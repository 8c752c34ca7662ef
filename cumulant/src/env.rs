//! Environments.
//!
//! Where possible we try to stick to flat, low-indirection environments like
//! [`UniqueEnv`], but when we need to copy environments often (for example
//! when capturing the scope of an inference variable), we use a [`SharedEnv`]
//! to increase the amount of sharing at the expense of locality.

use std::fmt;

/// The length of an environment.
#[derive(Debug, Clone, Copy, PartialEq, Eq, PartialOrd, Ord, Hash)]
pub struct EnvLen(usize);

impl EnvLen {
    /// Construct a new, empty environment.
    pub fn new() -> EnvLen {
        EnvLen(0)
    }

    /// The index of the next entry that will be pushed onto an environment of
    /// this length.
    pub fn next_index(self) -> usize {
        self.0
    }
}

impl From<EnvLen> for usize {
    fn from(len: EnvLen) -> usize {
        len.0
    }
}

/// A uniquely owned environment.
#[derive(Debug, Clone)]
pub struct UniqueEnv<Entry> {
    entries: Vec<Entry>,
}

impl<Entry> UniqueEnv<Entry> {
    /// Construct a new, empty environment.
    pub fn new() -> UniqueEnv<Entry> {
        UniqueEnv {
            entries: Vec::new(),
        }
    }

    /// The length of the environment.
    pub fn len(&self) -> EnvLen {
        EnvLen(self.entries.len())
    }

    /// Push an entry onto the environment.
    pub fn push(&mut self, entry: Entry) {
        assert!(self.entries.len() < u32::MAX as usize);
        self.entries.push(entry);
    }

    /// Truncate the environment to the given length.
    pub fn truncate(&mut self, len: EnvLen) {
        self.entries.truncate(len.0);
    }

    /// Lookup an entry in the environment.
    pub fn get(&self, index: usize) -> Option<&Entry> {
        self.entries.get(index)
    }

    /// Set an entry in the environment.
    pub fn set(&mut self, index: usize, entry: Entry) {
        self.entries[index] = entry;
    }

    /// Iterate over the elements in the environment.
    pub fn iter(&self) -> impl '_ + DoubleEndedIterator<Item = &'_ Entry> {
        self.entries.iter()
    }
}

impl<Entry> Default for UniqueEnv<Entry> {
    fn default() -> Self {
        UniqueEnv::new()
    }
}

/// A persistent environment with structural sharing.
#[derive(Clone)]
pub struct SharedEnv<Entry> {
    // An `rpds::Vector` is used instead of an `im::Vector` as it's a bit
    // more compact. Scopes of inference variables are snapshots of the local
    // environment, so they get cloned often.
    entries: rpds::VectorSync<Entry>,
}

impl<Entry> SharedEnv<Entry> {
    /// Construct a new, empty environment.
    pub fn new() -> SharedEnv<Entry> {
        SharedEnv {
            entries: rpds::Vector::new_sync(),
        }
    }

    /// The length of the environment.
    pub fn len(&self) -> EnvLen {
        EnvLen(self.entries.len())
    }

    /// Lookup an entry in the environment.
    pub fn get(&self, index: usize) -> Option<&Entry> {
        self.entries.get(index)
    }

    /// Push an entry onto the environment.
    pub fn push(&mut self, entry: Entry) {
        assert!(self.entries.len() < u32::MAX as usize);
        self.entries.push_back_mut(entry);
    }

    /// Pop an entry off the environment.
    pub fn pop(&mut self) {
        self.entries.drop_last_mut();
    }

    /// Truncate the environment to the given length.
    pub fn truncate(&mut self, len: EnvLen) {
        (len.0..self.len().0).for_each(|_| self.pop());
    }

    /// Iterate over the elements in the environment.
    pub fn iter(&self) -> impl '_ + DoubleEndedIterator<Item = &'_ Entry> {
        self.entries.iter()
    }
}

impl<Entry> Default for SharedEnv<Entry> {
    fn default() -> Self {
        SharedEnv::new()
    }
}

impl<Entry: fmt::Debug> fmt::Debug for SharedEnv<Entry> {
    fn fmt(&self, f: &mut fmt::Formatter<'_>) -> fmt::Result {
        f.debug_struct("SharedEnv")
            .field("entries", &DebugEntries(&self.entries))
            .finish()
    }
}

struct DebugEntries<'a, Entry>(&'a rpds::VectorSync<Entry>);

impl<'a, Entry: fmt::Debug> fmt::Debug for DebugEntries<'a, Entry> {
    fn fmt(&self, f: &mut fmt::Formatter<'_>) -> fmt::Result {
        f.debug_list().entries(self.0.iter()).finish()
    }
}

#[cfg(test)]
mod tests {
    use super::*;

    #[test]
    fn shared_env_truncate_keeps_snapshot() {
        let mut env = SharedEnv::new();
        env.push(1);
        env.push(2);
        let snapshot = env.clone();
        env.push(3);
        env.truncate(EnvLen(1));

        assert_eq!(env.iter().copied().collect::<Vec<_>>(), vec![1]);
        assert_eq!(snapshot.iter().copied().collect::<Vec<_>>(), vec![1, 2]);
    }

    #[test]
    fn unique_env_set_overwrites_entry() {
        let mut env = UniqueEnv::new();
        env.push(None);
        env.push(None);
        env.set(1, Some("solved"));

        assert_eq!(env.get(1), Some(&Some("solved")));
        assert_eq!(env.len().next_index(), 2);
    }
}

+++

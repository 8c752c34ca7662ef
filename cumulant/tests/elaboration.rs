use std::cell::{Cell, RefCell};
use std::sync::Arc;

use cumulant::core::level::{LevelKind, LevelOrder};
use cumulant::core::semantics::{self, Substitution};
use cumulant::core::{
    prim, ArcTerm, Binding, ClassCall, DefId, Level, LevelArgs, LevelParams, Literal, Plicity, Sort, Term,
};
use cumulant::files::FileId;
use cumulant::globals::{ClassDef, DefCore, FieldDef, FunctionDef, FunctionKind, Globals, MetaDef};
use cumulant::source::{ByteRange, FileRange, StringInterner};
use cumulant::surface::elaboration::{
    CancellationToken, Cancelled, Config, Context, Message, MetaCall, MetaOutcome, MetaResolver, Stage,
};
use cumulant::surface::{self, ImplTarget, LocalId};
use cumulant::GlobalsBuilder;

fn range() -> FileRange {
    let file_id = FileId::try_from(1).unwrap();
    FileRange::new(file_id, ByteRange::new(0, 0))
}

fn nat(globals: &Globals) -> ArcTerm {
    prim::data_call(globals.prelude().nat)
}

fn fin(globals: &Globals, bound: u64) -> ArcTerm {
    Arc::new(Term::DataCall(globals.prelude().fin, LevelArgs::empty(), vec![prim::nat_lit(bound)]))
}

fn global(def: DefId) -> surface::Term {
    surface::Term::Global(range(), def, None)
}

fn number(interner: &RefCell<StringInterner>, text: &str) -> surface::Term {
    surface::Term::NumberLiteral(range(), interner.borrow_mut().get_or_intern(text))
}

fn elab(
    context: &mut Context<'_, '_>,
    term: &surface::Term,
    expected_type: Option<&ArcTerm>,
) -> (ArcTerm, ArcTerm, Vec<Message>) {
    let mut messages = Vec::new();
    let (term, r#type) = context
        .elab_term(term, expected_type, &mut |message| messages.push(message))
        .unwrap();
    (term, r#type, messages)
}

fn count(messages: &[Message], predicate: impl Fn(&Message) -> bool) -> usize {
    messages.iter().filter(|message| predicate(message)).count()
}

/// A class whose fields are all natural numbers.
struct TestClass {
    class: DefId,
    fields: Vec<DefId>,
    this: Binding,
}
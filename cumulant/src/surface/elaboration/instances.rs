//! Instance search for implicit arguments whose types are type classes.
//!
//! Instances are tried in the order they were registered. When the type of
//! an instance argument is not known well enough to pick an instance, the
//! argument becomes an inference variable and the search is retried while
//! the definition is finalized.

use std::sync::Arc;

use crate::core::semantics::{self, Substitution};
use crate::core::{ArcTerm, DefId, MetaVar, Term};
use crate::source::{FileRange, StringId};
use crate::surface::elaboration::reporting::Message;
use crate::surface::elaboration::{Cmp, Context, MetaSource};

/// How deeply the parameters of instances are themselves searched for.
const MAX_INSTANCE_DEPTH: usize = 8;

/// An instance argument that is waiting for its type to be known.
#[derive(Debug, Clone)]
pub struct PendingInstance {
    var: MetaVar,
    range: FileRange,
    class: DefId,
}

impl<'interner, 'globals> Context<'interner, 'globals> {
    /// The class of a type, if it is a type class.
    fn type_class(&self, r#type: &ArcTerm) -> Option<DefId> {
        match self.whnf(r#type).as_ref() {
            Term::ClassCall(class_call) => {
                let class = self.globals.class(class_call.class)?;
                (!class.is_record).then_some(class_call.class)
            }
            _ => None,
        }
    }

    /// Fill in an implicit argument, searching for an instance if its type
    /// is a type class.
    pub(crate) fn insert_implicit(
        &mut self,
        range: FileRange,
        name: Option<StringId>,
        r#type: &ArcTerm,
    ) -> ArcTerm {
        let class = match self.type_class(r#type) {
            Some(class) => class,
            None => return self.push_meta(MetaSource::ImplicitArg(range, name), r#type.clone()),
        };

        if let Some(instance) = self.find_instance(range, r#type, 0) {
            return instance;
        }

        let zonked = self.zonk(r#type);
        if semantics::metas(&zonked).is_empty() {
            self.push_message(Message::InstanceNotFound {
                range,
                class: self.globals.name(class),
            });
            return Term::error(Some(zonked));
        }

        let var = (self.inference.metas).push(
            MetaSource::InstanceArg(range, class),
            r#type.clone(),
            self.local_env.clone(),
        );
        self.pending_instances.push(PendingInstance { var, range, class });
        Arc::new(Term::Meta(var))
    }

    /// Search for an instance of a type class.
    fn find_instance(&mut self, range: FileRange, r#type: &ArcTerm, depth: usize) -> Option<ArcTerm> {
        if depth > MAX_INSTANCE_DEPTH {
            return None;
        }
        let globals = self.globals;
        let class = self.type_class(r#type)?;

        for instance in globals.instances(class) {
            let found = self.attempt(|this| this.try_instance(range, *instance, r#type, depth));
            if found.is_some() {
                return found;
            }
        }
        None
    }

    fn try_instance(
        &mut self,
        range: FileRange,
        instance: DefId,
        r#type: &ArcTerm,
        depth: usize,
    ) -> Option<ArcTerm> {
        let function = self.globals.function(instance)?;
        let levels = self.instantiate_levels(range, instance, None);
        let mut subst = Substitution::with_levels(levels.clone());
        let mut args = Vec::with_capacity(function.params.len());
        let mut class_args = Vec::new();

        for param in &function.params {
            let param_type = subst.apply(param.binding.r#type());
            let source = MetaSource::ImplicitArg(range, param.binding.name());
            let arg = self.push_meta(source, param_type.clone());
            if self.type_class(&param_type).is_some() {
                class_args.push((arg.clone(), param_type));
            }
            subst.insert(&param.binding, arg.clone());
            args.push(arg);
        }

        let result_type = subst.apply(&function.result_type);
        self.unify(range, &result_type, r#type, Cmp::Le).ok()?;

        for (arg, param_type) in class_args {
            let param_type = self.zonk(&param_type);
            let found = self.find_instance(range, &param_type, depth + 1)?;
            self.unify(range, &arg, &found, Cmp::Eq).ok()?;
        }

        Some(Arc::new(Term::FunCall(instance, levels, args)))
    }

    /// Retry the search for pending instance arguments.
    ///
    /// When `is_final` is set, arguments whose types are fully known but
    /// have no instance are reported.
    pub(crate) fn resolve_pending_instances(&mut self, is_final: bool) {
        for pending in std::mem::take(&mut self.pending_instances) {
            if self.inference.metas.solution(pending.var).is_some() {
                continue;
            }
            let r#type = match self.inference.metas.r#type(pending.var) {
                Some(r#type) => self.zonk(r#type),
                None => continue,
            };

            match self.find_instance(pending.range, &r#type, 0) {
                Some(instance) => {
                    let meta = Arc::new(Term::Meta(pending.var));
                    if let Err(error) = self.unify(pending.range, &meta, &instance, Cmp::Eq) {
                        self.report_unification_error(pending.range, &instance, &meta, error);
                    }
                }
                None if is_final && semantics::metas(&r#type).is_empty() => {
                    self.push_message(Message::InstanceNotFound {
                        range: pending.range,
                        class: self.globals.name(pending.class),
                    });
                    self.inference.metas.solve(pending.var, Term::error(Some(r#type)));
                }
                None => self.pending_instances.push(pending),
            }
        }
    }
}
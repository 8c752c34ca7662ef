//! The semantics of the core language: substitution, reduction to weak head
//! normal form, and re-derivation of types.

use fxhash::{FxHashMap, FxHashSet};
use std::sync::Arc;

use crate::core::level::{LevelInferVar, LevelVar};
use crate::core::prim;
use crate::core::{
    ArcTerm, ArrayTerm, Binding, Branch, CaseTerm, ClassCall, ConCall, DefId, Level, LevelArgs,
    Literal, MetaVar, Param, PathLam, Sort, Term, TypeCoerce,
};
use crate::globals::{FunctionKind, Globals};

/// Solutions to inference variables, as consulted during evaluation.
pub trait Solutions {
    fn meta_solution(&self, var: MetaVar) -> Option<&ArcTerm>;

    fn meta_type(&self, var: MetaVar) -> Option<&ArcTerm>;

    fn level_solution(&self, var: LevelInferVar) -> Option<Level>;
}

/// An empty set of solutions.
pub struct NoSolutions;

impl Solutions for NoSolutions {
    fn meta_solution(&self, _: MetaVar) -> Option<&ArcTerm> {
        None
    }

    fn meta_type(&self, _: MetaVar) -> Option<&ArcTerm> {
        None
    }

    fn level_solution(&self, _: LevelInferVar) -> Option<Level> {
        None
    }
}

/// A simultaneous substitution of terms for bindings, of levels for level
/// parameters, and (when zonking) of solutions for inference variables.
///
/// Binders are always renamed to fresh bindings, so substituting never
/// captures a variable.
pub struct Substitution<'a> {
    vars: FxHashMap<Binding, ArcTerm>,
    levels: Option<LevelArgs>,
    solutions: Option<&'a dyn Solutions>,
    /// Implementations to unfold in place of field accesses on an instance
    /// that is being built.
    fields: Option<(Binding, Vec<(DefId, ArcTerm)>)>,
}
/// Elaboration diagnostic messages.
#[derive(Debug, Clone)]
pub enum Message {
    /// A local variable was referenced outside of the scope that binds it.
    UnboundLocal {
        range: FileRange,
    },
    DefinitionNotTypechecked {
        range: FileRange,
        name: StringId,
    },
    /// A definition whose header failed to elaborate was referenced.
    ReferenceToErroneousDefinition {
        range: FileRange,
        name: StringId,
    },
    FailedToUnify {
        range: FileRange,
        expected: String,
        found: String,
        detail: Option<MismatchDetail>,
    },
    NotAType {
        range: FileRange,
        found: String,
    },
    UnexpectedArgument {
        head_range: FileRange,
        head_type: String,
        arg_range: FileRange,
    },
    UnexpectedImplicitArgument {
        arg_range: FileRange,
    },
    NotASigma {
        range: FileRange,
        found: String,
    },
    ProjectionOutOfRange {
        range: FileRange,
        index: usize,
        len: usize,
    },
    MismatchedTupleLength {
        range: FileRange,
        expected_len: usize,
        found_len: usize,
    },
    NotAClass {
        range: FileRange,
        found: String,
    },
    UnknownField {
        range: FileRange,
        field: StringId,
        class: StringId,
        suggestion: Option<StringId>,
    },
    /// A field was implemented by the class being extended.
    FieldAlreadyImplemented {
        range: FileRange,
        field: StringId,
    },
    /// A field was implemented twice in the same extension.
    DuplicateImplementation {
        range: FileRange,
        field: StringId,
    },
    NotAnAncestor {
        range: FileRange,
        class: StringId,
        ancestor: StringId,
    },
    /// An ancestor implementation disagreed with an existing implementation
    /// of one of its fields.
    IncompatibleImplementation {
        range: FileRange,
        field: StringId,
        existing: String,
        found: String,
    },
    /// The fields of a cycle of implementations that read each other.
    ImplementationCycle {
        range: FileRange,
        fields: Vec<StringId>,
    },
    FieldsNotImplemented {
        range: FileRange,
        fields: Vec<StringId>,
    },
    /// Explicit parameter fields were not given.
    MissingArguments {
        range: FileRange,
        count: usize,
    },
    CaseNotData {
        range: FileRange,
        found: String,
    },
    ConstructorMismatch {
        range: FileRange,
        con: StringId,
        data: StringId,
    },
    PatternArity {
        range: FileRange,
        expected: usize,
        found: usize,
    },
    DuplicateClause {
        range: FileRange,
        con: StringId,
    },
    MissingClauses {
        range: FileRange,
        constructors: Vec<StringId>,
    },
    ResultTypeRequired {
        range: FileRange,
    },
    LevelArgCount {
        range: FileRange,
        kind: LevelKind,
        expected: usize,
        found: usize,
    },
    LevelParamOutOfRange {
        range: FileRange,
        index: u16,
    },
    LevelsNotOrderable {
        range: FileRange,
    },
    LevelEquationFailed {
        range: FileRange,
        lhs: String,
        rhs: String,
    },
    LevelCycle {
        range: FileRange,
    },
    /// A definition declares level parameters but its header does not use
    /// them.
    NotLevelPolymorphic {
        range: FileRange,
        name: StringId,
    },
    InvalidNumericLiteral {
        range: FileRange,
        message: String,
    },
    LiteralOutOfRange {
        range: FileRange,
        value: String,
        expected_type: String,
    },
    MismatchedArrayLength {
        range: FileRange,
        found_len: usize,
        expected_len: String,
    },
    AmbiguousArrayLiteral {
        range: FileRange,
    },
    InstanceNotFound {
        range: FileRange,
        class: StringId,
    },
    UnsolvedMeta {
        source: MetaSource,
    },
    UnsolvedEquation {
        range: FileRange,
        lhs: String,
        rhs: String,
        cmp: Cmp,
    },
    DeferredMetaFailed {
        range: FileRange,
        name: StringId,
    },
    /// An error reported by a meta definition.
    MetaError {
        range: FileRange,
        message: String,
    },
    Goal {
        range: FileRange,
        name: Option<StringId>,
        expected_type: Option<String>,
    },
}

+++

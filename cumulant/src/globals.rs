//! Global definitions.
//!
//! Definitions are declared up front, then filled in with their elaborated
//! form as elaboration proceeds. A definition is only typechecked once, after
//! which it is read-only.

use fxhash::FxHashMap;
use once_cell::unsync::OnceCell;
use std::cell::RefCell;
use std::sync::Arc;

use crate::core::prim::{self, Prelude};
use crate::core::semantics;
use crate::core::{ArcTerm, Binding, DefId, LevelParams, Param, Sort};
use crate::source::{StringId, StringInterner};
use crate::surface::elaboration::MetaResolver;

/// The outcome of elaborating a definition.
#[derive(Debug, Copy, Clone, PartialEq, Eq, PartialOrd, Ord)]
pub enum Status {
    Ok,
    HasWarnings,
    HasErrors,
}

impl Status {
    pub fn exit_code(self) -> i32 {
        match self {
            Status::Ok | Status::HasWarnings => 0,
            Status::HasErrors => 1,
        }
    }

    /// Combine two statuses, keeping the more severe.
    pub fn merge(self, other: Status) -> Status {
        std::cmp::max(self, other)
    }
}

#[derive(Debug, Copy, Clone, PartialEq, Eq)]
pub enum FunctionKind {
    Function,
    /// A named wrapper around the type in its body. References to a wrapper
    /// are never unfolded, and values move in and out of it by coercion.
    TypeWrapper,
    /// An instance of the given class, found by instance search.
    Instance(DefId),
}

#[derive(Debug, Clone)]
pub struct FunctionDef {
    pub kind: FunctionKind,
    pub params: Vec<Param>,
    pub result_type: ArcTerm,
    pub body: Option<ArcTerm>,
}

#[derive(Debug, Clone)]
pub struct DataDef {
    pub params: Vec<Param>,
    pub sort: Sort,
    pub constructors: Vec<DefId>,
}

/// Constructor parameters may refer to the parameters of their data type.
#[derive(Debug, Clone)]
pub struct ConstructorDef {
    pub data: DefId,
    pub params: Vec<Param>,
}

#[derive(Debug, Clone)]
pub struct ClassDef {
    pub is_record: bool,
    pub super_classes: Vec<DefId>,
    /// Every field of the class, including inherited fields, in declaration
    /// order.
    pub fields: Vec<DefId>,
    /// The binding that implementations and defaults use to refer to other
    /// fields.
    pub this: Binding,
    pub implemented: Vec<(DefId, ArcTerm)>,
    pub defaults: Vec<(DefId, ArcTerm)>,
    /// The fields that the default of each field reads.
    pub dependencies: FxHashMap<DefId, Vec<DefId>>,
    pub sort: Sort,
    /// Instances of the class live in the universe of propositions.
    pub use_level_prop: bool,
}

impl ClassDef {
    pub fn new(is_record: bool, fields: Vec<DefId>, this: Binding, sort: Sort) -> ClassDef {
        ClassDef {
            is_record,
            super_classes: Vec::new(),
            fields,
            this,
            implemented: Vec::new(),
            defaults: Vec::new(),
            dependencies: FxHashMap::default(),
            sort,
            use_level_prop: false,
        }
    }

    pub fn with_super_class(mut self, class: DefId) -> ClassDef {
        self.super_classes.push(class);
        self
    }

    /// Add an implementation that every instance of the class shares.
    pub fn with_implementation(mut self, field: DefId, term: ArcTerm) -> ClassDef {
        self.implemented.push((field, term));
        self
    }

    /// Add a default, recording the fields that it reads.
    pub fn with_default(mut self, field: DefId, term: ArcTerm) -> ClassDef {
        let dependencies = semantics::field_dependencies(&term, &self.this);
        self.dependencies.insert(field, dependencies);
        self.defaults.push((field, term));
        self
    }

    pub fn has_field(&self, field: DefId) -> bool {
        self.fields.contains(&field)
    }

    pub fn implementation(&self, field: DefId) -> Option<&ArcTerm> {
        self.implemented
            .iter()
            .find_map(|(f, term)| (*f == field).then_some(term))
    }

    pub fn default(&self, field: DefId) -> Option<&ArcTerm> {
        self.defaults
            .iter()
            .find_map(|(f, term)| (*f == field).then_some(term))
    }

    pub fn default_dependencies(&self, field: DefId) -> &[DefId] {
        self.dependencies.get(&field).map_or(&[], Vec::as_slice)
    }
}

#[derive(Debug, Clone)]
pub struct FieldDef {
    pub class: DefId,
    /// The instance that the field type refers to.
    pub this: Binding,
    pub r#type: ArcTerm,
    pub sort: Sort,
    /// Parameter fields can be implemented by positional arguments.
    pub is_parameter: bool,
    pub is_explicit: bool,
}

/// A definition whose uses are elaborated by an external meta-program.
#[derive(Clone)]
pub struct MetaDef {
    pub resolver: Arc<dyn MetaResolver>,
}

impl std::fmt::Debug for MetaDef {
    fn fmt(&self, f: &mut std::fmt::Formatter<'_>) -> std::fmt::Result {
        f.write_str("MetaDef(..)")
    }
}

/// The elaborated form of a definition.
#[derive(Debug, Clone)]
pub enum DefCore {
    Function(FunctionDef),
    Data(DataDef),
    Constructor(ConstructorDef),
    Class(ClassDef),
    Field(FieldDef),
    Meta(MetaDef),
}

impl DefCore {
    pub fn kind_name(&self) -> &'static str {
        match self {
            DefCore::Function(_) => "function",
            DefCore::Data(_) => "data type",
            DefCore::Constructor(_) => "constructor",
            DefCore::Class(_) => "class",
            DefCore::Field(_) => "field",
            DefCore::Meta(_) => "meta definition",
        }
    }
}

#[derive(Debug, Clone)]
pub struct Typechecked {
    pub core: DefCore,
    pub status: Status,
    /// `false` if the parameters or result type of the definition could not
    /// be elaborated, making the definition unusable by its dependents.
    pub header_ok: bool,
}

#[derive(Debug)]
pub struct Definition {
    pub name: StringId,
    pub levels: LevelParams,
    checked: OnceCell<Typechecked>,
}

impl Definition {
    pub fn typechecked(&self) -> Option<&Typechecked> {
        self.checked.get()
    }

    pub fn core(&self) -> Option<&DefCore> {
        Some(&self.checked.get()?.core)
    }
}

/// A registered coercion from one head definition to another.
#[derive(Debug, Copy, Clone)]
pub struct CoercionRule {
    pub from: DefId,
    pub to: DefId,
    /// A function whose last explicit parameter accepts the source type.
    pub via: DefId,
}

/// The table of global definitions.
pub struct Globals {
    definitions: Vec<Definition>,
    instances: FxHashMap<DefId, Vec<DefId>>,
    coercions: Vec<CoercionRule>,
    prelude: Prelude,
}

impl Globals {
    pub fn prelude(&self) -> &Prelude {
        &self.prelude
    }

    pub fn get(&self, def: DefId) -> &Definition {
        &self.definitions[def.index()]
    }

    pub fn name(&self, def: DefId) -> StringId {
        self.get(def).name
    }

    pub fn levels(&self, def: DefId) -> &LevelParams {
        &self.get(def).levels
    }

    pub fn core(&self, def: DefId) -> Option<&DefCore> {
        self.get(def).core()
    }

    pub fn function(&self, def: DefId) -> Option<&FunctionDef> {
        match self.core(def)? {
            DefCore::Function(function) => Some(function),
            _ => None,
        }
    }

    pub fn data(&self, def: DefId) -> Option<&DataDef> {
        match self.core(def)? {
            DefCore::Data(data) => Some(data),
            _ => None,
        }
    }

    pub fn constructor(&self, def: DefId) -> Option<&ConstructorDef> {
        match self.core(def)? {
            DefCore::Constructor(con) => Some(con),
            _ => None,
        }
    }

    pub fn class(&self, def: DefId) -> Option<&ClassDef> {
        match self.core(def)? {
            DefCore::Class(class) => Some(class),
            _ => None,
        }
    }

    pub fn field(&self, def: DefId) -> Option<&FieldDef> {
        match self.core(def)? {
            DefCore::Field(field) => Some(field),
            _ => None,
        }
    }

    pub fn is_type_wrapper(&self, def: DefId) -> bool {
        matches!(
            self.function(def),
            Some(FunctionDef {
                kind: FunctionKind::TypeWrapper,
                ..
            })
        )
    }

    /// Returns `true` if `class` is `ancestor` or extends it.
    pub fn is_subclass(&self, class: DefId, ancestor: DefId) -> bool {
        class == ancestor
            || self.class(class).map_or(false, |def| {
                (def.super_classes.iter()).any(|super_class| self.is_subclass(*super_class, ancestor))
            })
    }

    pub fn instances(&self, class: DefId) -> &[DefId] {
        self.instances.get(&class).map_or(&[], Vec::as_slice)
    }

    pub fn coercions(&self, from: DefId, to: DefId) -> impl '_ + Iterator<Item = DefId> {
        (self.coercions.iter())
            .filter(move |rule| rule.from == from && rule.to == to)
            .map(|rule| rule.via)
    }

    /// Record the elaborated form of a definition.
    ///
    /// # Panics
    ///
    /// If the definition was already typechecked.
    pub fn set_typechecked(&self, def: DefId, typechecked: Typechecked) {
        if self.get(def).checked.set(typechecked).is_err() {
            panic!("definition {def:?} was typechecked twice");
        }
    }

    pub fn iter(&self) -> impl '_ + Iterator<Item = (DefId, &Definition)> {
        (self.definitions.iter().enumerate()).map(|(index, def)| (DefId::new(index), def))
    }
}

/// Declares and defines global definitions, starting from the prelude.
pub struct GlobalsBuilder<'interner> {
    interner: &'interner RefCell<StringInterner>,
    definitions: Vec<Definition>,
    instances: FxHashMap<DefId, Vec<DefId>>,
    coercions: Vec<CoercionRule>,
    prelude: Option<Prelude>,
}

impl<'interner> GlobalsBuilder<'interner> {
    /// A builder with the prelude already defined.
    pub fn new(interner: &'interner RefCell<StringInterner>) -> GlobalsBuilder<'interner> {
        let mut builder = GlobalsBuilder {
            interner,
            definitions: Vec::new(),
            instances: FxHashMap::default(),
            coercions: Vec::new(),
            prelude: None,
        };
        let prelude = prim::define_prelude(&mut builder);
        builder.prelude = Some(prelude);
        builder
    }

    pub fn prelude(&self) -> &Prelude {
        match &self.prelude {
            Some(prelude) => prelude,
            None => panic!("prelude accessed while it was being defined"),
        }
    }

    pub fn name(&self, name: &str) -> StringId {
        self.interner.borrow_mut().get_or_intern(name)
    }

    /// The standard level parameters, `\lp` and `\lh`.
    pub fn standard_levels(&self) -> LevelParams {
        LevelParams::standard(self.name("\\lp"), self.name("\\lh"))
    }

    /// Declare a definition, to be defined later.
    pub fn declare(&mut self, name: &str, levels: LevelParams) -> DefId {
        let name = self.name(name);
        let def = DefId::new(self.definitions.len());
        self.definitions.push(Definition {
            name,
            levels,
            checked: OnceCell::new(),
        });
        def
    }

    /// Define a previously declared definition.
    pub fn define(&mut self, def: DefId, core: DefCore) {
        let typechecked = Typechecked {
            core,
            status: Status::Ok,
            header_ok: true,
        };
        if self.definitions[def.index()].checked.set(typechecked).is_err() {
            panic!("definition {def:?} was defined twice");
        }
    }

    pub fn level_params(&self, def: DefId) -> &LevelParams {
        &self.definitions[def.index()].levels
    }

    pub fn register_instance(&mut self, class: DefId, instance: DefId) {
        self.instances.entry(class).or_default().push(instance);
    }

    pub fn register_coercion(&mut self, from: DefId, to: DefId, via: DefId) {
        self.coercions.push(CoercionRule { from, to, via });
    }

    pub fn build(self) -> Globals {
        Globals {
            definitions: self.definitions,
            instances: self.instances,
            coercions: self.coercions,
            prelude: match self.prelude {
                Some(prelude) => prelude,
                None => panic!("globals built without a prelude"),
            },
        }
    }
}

+++

WHAT YOU ARE ASKED TO DO -
Your answer should hold every line of the entries that contains the string "only".

RESULT OF THE TASK -
//! form as elaboration proceeds. A definition is only typechecked once, after
//! which it is read-only.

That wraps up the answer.